The fact is that people listening to music are less aware of what's going on around them than those that are using all their senses, regardless of their mode of transport. But if a driver fails to hear the car behind him while turning chances are there are a few dented panels, whereas the cyclist gets wiped-out.

I don't agree with legislating to ban earphones, but cyclists should take responsibility for their own safety as well. Listening to music in London rush hour traffic, thus depriving themselves of a potentially life-saving sense, is fucking moronic.
It may be, but people will still continue to do it cos they love it so much, like smoking and drinking too much.
 
If I thought there was a reasonable chance that listen to music in the car could get me killed or seriously injured I'd have the stereo removed.
I'm not sure that's how our brains work. We certainly don't apply that to everything we do.
 
Very interesting stats. Where there are comparable causes with reverse fault - disobeying junction priorities, for instance - the other vehicle is at fault roughly twice as much as the cyclist.(And the top cause is 100% the driver's fault, turning right into a cyclist, ffs.)

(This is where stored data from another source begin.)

//! Facade crate for the Kerbside geodata import pipeline.
//!
//! This crate re-exports the collaborator contracts and the two importer
//! entry points, with concrete store and tool adapters available behind
//! feature flags.

#![forbid(unsafe_code)]

pub use kerbside_core::{
    BoundingBox, Database, DatabaseError, EndpointList, ExternalToolError, GlobalSettings,
    OsmLoader, TabularLoader, VectorLoadRequest, VectorLoader,
};

pub use kerbside_data::gip::{
    GipImportError, GipImportReport, GipImporter, MalformedExportError,
};
pub use kerbside_data::osm::{
    AcquireError, ExtractSelector, ExtractSource, HttpExtractSource, OsmImportError,
    OsmImportOptions, OsmImportReport, OsmImporter, acquire_extract,
};

#[cfg(feature = "store-postgres")]
pub use kerbside_data::store::{PostgresDatabase, PostgresDatabaseError};

#[cfg(feature = "tools")]
pub use kerbside_data::tools::{Ogr2OgrLoader, Osm2PgsqlLoader, PsqlCopyLoader};
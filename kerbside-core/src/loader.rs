//! Contracts for the delegated bulk-load tools.
//!
//! High-throughput row and geometry ingestion is not implemented here: it is
//! handed to external tools behind these traits. A non-zero exit from any of
//! them is opaque to the pipeline and propagated unchanged as
//! [`ExternalToolError`].

use camino::Utf8Path;
use thiserror::Error;

/// Failure of a delegated external tool.
#[derive(Debug, Error)]
#[non_exhaustive]
pub enum ExternalToolError {
    /// The tool binary could not be started at all.
    #[error("failed to launch {tool}")]
    Launch {
        /// Name of the tool binary.
        tool: String,
        /// Underlying I/O error from process creation.
        #[source]
        source: std::io::Error,
    },
    /// The tool ran and reported failure.
    #[error("{tool} exited with status {status}")]
    Failed {
        /// Name of the tool binary.
        tool: String,
        /// Non-zero exit status.
        status: i32,
    },
    /// The tool was terminated without an exit status.
    #[error("{tool} terminated by signal")]
    Terminated {
        /// Name of the tool binary.
        tool: String,
    },
}

impl ExternalToolError {
    /// Name of the tool that failed.
    #[must_use]
    pub fn tool(&self) -> &str {
        match self {
            Self::Launch { tool, .. } | Self::Failed { tool, .. } | Self::Terminated { tool } => {
                tool
            }
        }
    }
}

/// Bulk loader for normalized delimited text files.
///
/// The input is a UTF-8 file with a header row, `;` field delimiters, and the
/// empty string as the NULL sentinel — exactly the artifact produced by the
/// format compiler.
pub trait TabularLoader {
    /// Load `path` into `schema.table`, which must already exist.
    fn load_delimited(
        &self,
        path: &Utf8Path,
        schema: &str,
        table: &str,
    ) -> Result<(), ExternalToolError>;
}

/// Parameters for one vector-dataset load.
///
/// Optional fields narrow the load; `None` means "everything the dataset
/// offers". Geometry typing of the target table is auto-detected by the
/// implementation: a single source geometry type maps onto a typed column,
/// mixed types fall back to a generic geometry column.
#[derive(Debug, Clone, Copy)]
pub struct VectorLoadRequest<'a> {
    /// Path to the vector dataset (e.g. a GeoPackage).
    pub path: &'a Utf8Path,
    /// Target schema.
    pub schema: &'a str,
    /// Target table.
    pub table: &'a str,
    /// Feature-id column name; the implementation supplies a default.
    pub fid_column: Option<&'a str>,
    /// Reproject geometries into this SRID.
    pub srid: Option<u32>,
    /// Restrict the load to these layers.
    pub layers: Option<&'a [&'a str]>,
    /// Restrict the load to these attribute columns.
    pub attributes: Option<&'a [&'a str]>,
    /// Restrict the load to features of these geometry types.
    pub geometry_types: Option<&'a [&'a str]>,
}

impl<'a> VectorLoadRequest<'a> {
    /// Construct a request loading everything from `path` into
    /// `schema.table`.
    #[must_use]
    pub fn new(path: &'a Utf8Path, schema: &'a str, table: &'a str) -> Self {
        Self {
            path,
            schema,
            table,
            fid_column: None,
            srid: None,
            layers: None,
            attributes: None,
            geometry_types: None,
        }
    }

    /// Reproject into `srid` during the load.
    #[must_use]
    pub fn with_srid(mut self, srid: u32) -> Self {
        self.srid = Some(srid);
        self
    }

    /// Use `column` as the feature-id column.
    #[must_use]
    pub fn with_fid_column(mut self, column: &'a str) -> Self {
        self.fid_column = Some(column);
        self
    }
}

/// Bulk loader for vector geometry datasets.
pub trait VectorLoader {
    /// Load one or more layers described by `request` into a single table.
    fn load_vector(&self, request: &VectorLoadRequest<'_>) -> Result<(), ExternalToolError>;
}

/// Bulk loader for OpenStreetMap extracts.
pub trait OsmLoader {
    /// Load `extract` into node/way/relation/point/line/polygon/road staging
    /// tables under `schema`, with table names prefixed by `prefix`.
    fn load_extract(
        &self,
        extract: &Utf8Path,
        style: &Utf8Path,
        schema: &str,
        prefix: &str,
    ) -> Result<(), ExternalToolError>;
}
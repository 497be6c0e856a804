//! Entry point for the command-line interface.
#![forbid(unsafe_code)]

fn main() {
    if let Err(err) = kerbside_cli::run() {
        eprintln!("kerbside: {err}");
        std::process::exit(1);
    }
}
//! Immutable run configuration shared by the importers.
//!
//! Settings are deserialised once (the CLI reads a TOML file) and handed to
//! each component by reference. Components never consult environment state of
//! their own accord.

use std::fmt;

use camino::Utf8PathBuf;
use serde::Deserialize;

/// Ordered, immutable sequence of upstream query-service addresses.
///
/// Endpoints are consulted strictly in order; the position of an entry is a
/// failover priority, not an arbitrary collection order.
///
/// # Examples
/// ```
/// use kerbside_core::EndpointList;
///
/// let endpoints = EndpointList::from(vec![
///     "https://overpass-api.de/api/interpreter".to_owned(),
/// ]);
/// assert_eq!(endpoints.len(), 1);
/// ```
#[derive(Debug, Clone, PartialEq, Eq, Deserialize)]
#[serde(transparent)]
pub struct EndpointList(Vec<String>);

impl EndpointList {
    /// Number of configured endpoints.
    #[must_use]
    pub fn len(&self) -> usize {
        self.0.len()
    }

    /// Report whether no endpoints are configured.
    #[must_use]
    pub fn is_empty(&self) -> bool {
        self.0.is_empty()
    }

    /// Iterate the endpoints in failover order.
    pub fn iter(&self) -> impl Iterator<Item = &str> {
        self.0.iter().map(String::as_str)
    }
}

impl From<Vec<String>> for EndpointList {
    fn from(endpoints: Vec<String>) -> Self {
        Self(endpoints)
    }
}

impl<'a> IntoIterator for &'a EndpointList {
    type Item = &'a str;
    type IntoIter = std::iter::Map<std::slice::Iter<'a, String>, fn(&'a String) -> &'a str>;

    fn into_iter(self) -> Self::IntoIter {
        self.0.iter().map(String::as_str)
    }
}

/// Geographic bounding box in the upstream query service's
/// `south,west,north,east` notation.
///
/// The value is kept verbatim: it is spliced into a fixed query template and
/// never interpreted locally.
///
/// # Examples
/// ```
/// use kerbside_core::BoundingBox;
///
/// let bbox = BoundingBox::new("48.19,16.35,48.23,16.42");
/// assert_eq!(bbox.as_ref(), "48.19,16.35,48.23,16.42");
/// ```
#[derive(Debug, Clone, PartialEq, Eq, Deserialize)]
#[serde(transparent)]
pub struct BoundingBox(String);

impl BoundingBox {
    /// Construct a bounding box from an owned or borrowed string.
    pub fn new(value: impl Into<String>) -> Self {
        Self(value.into())
    }

    /// Consume the wrapper and return the inner [`String`].
    #[must_use]
    pub fn into_inner(self) -> String {
        self.0
    }
}

impl From<&str> for BoundingBox {
    fn from(value: &str) -> Self {
        Self::new(value)
    }
}

impl AsRef<str> for BoundingBox {
    fn as_ref(&self) -> &str {
        &self.0
    }
}

impl fmt::Display for BoundingBox {
    fn fmt(&self, f: &mut fmt::Formatter<'_>) -> fmt::Result {
        f.write_str(&self.0)
    }
}

/// Immutable configuration consumed by both importers.
///
/// # Examples
/// ```
/// use kerbside_core::GlobalSettings;
///
/// let settings: GlobalSettings = toml::from_str(
///     r#"
///     data_directory = "/var/lib/kerbside"
///     target_srid = 32633
///     "#,
/// )
/// .expect("settings parse");
/// assert_eq!(settings.target_srid, 32633);
/// assert!(!settings.overpass_endpoints.is_empty());
/// ```
#[derive(Debug, Clone, PartialEq, Eq, Deserialize)]
pub struct GlobalSettings {
    /// Directory holding source archives, downloads and derived artifacts.
    pub data_directory: Utf8PathBuf,
    /// SRID that thematic dataset geometries are reprojected into.
    pub target_srid: u32,
    /// File name used for bounding-box downloads inside `data_directory`.
    #[serde(default = "default_osm_download_filename")]
    pub osm_download_filename: String,
    /// Upstream query-service endpoints in failover order.
    #[serde(default = "default_overpass_endpoints")]
    pub overpass_endpoints: EndpointList,
    /// Column style file handed to the OSM bulk loader.
    #[serde(default = "default_osm_style_path")]
    pub osm_style_path: Utf8PathBuf,
}

impl GlobalSettings {
    /// Resolve a file name relative to the data directory.
    #[must_use]
    pub fn data_path(&self, file_name: &str) -> Utf8PathBuf {
        self.data_directory.join(file_name)
    }
}

fn default_osm_download_filename() -> String {
    "osm_download.osm".to_owned()
}

fn default_osm_style_path() -> Utf8PathBuf {
    Utf8PathBuf::from("resources/default.style")
}

fn default_overpass_endpoints() -> EndpointList {
    EndpointList(vec![
        "https://overpass-api.de/api/interpreter".to_owned(),
        "https://overpass.kumi.systems/api/interpreter".to_owned(),
        "https://overpass.osm.ch/api/interpreter".to_owned(),
    ])
}

#[cfg(test)]
mod tests {
    use super::*;
    use rstest::rstest;

    fn settings_from(toml: &str) -> GlobalSettings {
        toml::from_str(toml).expect("settings should parse")
    }

    #[rstest]
    fn defaults_fill_optional_fields() {
        let settings = settings_from(
            r#"
            data_directory = "/data"
            target_srid = 32633
            "#,
        );
        assert_eq!(settings.osm_download_filename, "osm_download.osm");
        assert_eq!(settings.overpass_endpoints.len(), 3);
        assert_eq!(
            settings.osm_style_path,
            Utf8PathBuf::from("resources/default.style")
        );
    }

    #[rstest]
    fn explicit_endpoints_preserve_order() {
        let settings = settings_from(
            r#"
            data_directory = "/data"
            target_srid = 31256
            overpass_endpoints = ["https://b.example/api", "https://a.example/api"]
            "#,
        );
        let endpoints: Vec<&str> = settings.overpass_endpoints.iter().collect();
        assert_eq!(endpoints, ["https://b.example/api", "https://a.example/api"]);
    }

    #[rstest]
    fn data_path_joins_below_data_directory() {
        let settings = settings_from(
            r#"
            data_directory = "/var/lib/kerbside"
            target_srid = 32633
            "#,
        );
        assert_eq!(
            settings.data_path("ogd_gip.zip"),
            Utf8PathBuf::from("/var/lib/kerbside/ogd_gip.zip")
        );
    }
}
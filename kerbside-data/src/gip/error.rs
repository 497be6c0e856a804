//! Error types produced by the export format compiler.

use std::io;

use camino::Utf8PathBuf;
use thiserror::Error;

/// Structural violations of the self-describing export format.
///
/// These are never retried: a malformed source file aborts the current task.
#[derive(Debug, Error)]
#[non_exhaustive]
pub enum MalformedExportError {
    /// A data or attribute record appeared before the table record, so no
    /// output sink was open.
    #[error("record before any table record at line {line} in {path:?}")]
    RecordBeforeTable {
        /// Source export file.
        path: Utf8PathBuf,
        /// One-based line number of the offending record.
        line: usize,
    },
    /// The file ended before one of the mandatory metadata records was seen.
    #[error("missing `{record}` record in {path:?}")]
    MissingRecord {
        /// Source export file.
        path: Utf8PathBuf,
        /// Tag of the absent record (`tbl`, `atr` or `frm`).
        record: &'static str,
    },
    /// The attribute and format records disagree on the column count.
    #[error("{path:?} declares {columns} columns but {types} type descriptors")]
    FieldCountMismatch {
        /// Source export file.
        path: Utf8PathBuf,
        /// Field count of the `atr` record.
        columns: usize,
        /// Field count of the `frm` record.
        types: usize,
    },
}

/// Errors raised while compiling an export file into derived artifacts.
#[derive(Debug, Error)]
#[non_exhaustive]
pub enum GipCompileError {
    /// The source file violates the format's structural invariants.
    #[error(transparent)]
    Malformed(#[from] MalformedExportError),
    /// Reading the source export file failed.
    #[error("failed to read export file {path:?}")]
    Read {
        /// Source export file.
        path: Utf8PathBuf,
        /// Underlying I/O error.
        #[source]
        source: io::Error,
    },
    /// Writing a derived artifact failed.
    #[error("failed to write derived artifact {path:?}")]
    Write {
        /// Destination artifact path.
        path: Utf8PathBuf,
        /// Underlying I/O error.
        #[source]
        source: io::Error,
    },
}
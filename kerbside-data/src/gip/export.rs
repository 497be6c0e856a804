//! Line-level reading of export files and the metadata scan.

use std::fs::File;
use std::io::{self, BufRead, BufReader, Read};

use camino::{Utf8Path, Utf8PathBuf};

use super::error::{GipCompileError, MalformedExportError};
use super::types::{column_name, column_type};

/// Table-name prefix applied to every generated staging table.
pub(crate) const TABLE_PREFIX: &str = "gip_";

/// One classified export line.
#[derive(Debug, PartialEq, Eq)]
pub(crate) enum ExportRecord<'a> {
    /// `tbl;` — names the table and opens the output sink.
    Table(&'a str),
    /// `atr;` — semicolon-delimited column names.
    Attributes(&'a str),
    /// `frm;` — semicolon-delimited type descriptors.
    Formats(&'a str),
    /// `rec;` — one data row.
    Row(&'a str),
    /// Anything else is carried metadata the pipeline does not interpret.
    Other,
}

impl<'a> ExportRecord<'a> {
    pub(crate) fn classify(line: &'a str) -> Self {
        if let Some(rest) = line.strip_prefix("tbl;") {
            Self::Table(rest)
        } else if let Some(rest) = line.strip_prefix("atr;") {
            Self::Attributes(rest)
        } else if let Some(rest) = line.strip_prefix("frm;") {
            Self::Formats(rest)
        } else if let Some(rest) = line.strip_prefix("rec;") {
            Self::Row(rest)
        } else {
            Self::Other
        }
    }
}

/// Iterator over the lines of a legacy single-byte export file.
///
/// ISO-8859-1 code points coincide with the first 256 Unicode scalars, so the
/// decode is a char-for-byte widening and therefore exact; the resulting
/// `String` re-encodes to UTF-8 without loss. Trailing CR/LF is stripped.
pub(crate) struct Latin1Lines<R> {
    reader: R,
}

impl Latin1Lines<BufReader<File>> {
    pub(crate) fn open(path: &Utf8Path) -> io::Result<Self> {
        let file = File::open(path)?;
        Ok(Self {
            reader: BufReader::new(file),
        })
    }
}

impl<R: Read> Latin1Lines<BufReader<R>> {
    #[cfg(test)]
    pub(crate) fn from_reader(reader: R) -> Self {
        Self {
            reader: BufReader::new(reader),
        }
    }
}

impl<R: BufRead> Iterator for Latin1Lines<R> {
    type Item = io::Result<String>;

    fn next(&mut self) -> Option<Self::Item> {
        let mut bytes = Vec::new();
        match self.reader.read_until(b'\n', &mut bytes) {
            Ok(0) => None,
            Ok(_) => {
                while bytes.last().is_some_and(|byte| matches!(byte, b'\n' | b'\r')) {
                    bytes.pop();
                }
                Some(Ok(bytes.iter().map(|&byte| char::from(byte)).collect()))
            }
            Err(error) => Some(Err(error)),
        }
    }
}

/// Metadata embedded in one export file.
///
/// Populated by a single forward scan that stops at the first data row:
/// schema inference never reads data.
#[derive(Debug, Clone, PartialEq, Eq)]
pub struct ExportMetadata {
    /// Base table name from the `tbl` record, trimmed and lower-cased.
    pub table_name: String,
    /// Column names from the `atr` record, trimmed and lower-cased.
    pub column_names: Vec<String>,
    /// Raw type descriptors from the `frm` record, trimmed and lower-cased.
    pub type_tokens: Vec<String>,
}

impl ExportMetadata {
    /// Scan `path` for the three metadata records.
    ///
    /// # Errors
    /// Returns [`GipCompileError::Malformed`] when a mandatory record is
    /// absent or the `atr`/`frm` field counts disagree, and
    /// [`GipCompileError::Read`] when the file cannot be read.
    pub fn scan(path: &Utf8Path) -> Result<Self, GipCompileError> {
        let lines = Latin1Lines::open(path).map_err(|source| GipCompileError::Read {
            path: path.to_path_buf(),
            source,
        })?;
        Self::scan_lines(lines, path)
    }

    fn scan_lines<I>(lines: I, path: &Utf8Path) -> Result<Self, GipCompileError>
    where
        I: IntoIterator<Item = io::Result<String>>,
    {
        let mut table_name = None;
        let mut column_names = None;
        let mut type_tokens = None;

        for line in lines {
            let line = line.map_err(|source| GipCompileError::Read {
                path: path.to_path_buf(),
                source,
            })?;
            match ExportRecord::classify(&line) {
                ExportRecord::Table(rest) => {
                    table_name = Some(rest.trim().to_lowercase());
                }
                ExportRecord::Attributes(rest) => {
                    column_names = Some(split_fields(rest));
                }
                ExportRecord::Formats(rest) => {
                    type_tokens = Some(split_fields(rest));
                }
                ExportRecord::Row(_) => break,
                ExportRecord::Other => {}
            }
        }

        let missing = |record| MalformedExportError::MissingRecord {
            path: path.to_path_buf(),
            record,
        };
        let table_name = table_name.ok_or_else(|| missing("tbl"))?;
        let column_names = column_names.ok_or_else(|| missing("atr"))?;
        let type_tokens = type_tokens.ok_or_else(|| missing("frm"))?;
        if column_names.len() != type_tokens.len() {
            return Err(MalformedExportError::FieldCountMismatch {
                path: path.to_path_buf(),
                columns: column_names.len(),
                types: type_tokens.len(),
            }
            .into());
        }

        Ok(Self {
            table_name,
            column_names,
            type_tokens,
        })
    }

    /// Qualified name of the staging table this export loads into.
    #[must_use]
    pub fn staging_table(&self) -> String {
        format!("{TABLE_PREFIX}{}", self.table_name)
    }

    /// Render the generated schema-definition statement.
    #[must_use]
    pub fn schema_statement(&self) -> String {
        let columns: Vec<String> = self
            .column_names
            .iter()
            .zip(&self.type_tokens)
            .map(|(name, token)| format!("{} {}", column_name(name), column_type(token)))
            .collect();
        format!(
            "CREATE TABLE {} ({});\n",
            self.staging_table(),
            columns.join(", ")
        )
    }

    /// Name of the derived data file for `source` (sibling `.csv`).
    pub(crate) fn data_file_path(source: &Utf8Path) -> Utf8PathBuf {
        source.with_extension("csv")
    }

    /// Name of the derived schema file for `source` (sibling `.sql`).
    pub(crate) fn schema_file_path(source: &Utf8Path) -> Utf8PathBuf {
        source.with_extension("sql")
    }
}

fn split_fields(rest: &str) -> Vec<String> {
    rest.trim()
        .to_lowercase()
        .split(';')
        .map(str::to_owned)
        .collect()
}

#[cfg(test)]
mod tests {
    use super::*;
    use rstest::rstest;
    use std::io::Cursor;

    fn scan_str(content: &str) -> Result<ExportMetadata, GipCompileError> {
        let lines = Latin1Lines::from_reader(Cursor::new(content.as_bytes().to_vec()));
        ExportMetadata::scan_lines(lines, Utf8Path::new("Link.txt"))
    }

    #[rstest]
    fn captures_metadata_from_a_single_pass() {
        let metadata = scan_str(
            "tbl;Parcels\natr;PARCEL_ID;AREA\nfrm;decimal(9);decimal(8,2)\nrec;\"1\";\"2.0\"\n",
        )
        .expect("scan should succeed");
        assert_eq!(metadata.table_name, "parcels");
        assert_eq!(metadata.column_names, ["parcel_id", "area"]);
        assert_eq!(metadata.type_tokens, ["decimal(9)", "decimal(8,2)"]);
        assert_eq!(metadata.staging_table(), "gip_parcels");
    }

    #[rstest]
    fn renders_the_generated_schema_statement() {
        let metadata = scan_str(
            "tbl;parcels\natr;parcel_id;area\nfrm;decimal(9);decimal(8,2)\nrec;\"1\";\"2.0\"\n",
        )
        .expect("scan should succeed");
        assert_eq!(
            metadata.schema_statement(),
            "CREATE TABLE gip_parcels (parcel_id integer, area numeric(8,2));\n"
        );
    }

    #[rstest]
    fn stops_scanning_at_the_first_data_row() {
        // Metadata after the first `rec` line must not be read: the `frm`
        // record below it is unreachable and the scan reports it missing.
        let outcome = scan_str("tbl;parcels\natr;a\nrec;\"1\"\nfrm;string\n");
        assert!(matches!(
            outcome,
            Err(GipCompileError::Malformed(
                MalformedExportError::MissingRecord { record: "frm", .. }
            ))
        ));
    }

    #[rstest]
    #[case("atr;a\nfrm;string\nrec;1\n", "tbl")]
    #[case("tbl;parcels\nfrm;string\nrec;1\n", "atr")]
    #[case("tbl;parcels\natr;a\nrec;1\n", "frm")]
    fn reports_the_missing_record(#[case] content: &str, #[case] record: &str) {
        let outcome = scan_str(content);
        match outcome {
            Err(GipCompileError::Malformed(MalformedExportError::MissingRecord {
                record: found,
                ..
            })) => assert_eq!(found, record),
            other => panic!("expected missing `{record}` record, got {other:?}"),
        }
    }

    #[rstest]
    fn rejects_disagreeing_field_counts() {
        let outcome = scan_str("tbl;parcels\natr;a;b\nfrm;string\nrec;1;2\n");
        assert!(matches!(
            outcome,
            Err(GipCompileError::Malformed(
                MalformedExportError::FieldCountMismatch {
                    columns: 2,
                    types: 1,
                    ..
                }
            ))
        ));
    }

    #[rstest]
    fn reserved_column_is_renamed_in_the_schema_only() {
        let metadata = scan_str(
            "tbl;linkuse\natr;use_id;offset\nfrm;decimal(9);decimal(7,2)\nrec;\"1\";\"0.5\"\n",
        )
        .expect("scan should succeed");
        assert_eq!(metadata.column_names, ["use_id", "offset"]);
        assert_eq!(
            metadata.schema_statement(),
            "CREATE TABLE gip_linkuse (use_id integer, offset_ numeric(7,2));\n"
        );
    }

    #[rstest]
    fn decodes_legacy_high_bytes_exactly() {
        // 0xDF is LATIN SMALL LETTER SHARP S in ISO-8859-1.
        let bytes = b"tbl;stra\xdfe\natr;a\nfrm;string\n".to_vec();
        let lines = Latin1Lines::from_reader(Cursor::new(bytes));
        let metadata = ExportMetadata::scan_lines(lines, Utf8Path::new("Strasse.txt"))
            .expect("scan should succeed");
        assert_eq!(metadata.table_name, "stra\u{df}e");
    }

    #[rstest]
    fn strips_carriage_returns_from_line_ends() {
        let metadata = scan_str("tbl;parcels\r\natr;a\r\nfrm;string\r\n")
            .expect("scan should succeed");
        assert_eq!(metadata.column_names, ["a"]);
    }
}
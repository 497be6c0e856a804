//! Concrete store adapters behind the collaborator contracts.
#![forbid(unsafe_code)]

mod postgres;

pub use postgres::{PostgresDatabase, PostgresDatabaseError};
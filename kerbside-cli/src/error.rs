//! Error types emitted by the Kerbside CLI.

use camino::Utf8PathBuf;
use thiserror::Error;

use kerbside_data::gip::GipImportError;
use kerbside_data::osm::OsmImportError;
use kerbside_data::store::PostgresDatabaseError;

/// Errors emitted by the Kerbside CLI.
#[derive(Debug, Error)]
pub enum CliError {
    /// Provided arguments failed Clap validation.
    #[error(transparent)]
    ArgumentParsing(#[from] clap::Error),
    /// The configuration file could not be read.
    #[error("failed to read configuration file {path:?}")]
    ReadConfig {
        /// Configuration file path.
        path: Utf8PathBuf,
        /// Underlying I/O error.
        #[source]
        source: std::io::Error,
    },
    /// The configuration file could not be parsed.
    #[error("failed to parse configuration file {path:?}")]
    ParseConfig {
        /// Configuration file path.
        path: Utf8PathBuf,
        /// Source error from the TOML parser.
        #[source]
        source: toml::de::Error,
    },
    /// Establishing the database connection failed.
    #[error(transparent)]
    Connect(#[from] PostgresDatabaseError),
    /// The proprietary-format import failed.
    #[error("gip import failed: {0}")]
    GipImport(#[from] GipImportError),
    /// The OSM import failed.
    #[error("osm import failed: {0}")]
    OsmImport(#[from] OsmImportError),
}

Those stats bear out the notion that cyclists are the most vigilant and careful of all road users, which given their vulnerability is not a surprise.
there's a logic fuck-up there. can you spot it?
 
Unless there are more than one I think we've already been over it.
i'm thinking here of all the incidents in which no one was injured or only slightly injured, which are not recorded in the statistics presented. littlebabyjesus' assertion about cyclists being the most vigilant and careful road users may be backed up by the inclusion of such incidents: but without the data to support it, it is untenable. tell you what, let's have the stats up for horse-drawn hearses and see how many injuries they've been involved in over the same years. they might be more careful and vigilant than the cyclists.
 
i'm thinking here of all the incidents in which no one was injured or only slightly injured, which are not recorded in the statistics presented. littlebabyjesus' assertion about cyclists being the most vigilant and careful road users may be backed up by the inclusion of such incidents: but without the data to support it, it is untenable. tell you what, let's have the stats up for horse-drawn hearses and see how many injuries they've been involved in over the same years. they might be more careful and vigilant than the cyclists.

Similar thing, really - evidence vs. interpretation.

For instance, I was never a terribly vigilant cyclist but never had many accidents (never with a car or truck - usually just crashing into things/falling off).
 
We wouldn't be having these arguments without the CS plan. It's a stepping stone to better cycle infrastructure. It a rough way of leading to a safer future. That's why TFL did it, not because it was ideal but it was fairly easy to do and didn't cost too much. It moved things forward and now look how mobilised people are !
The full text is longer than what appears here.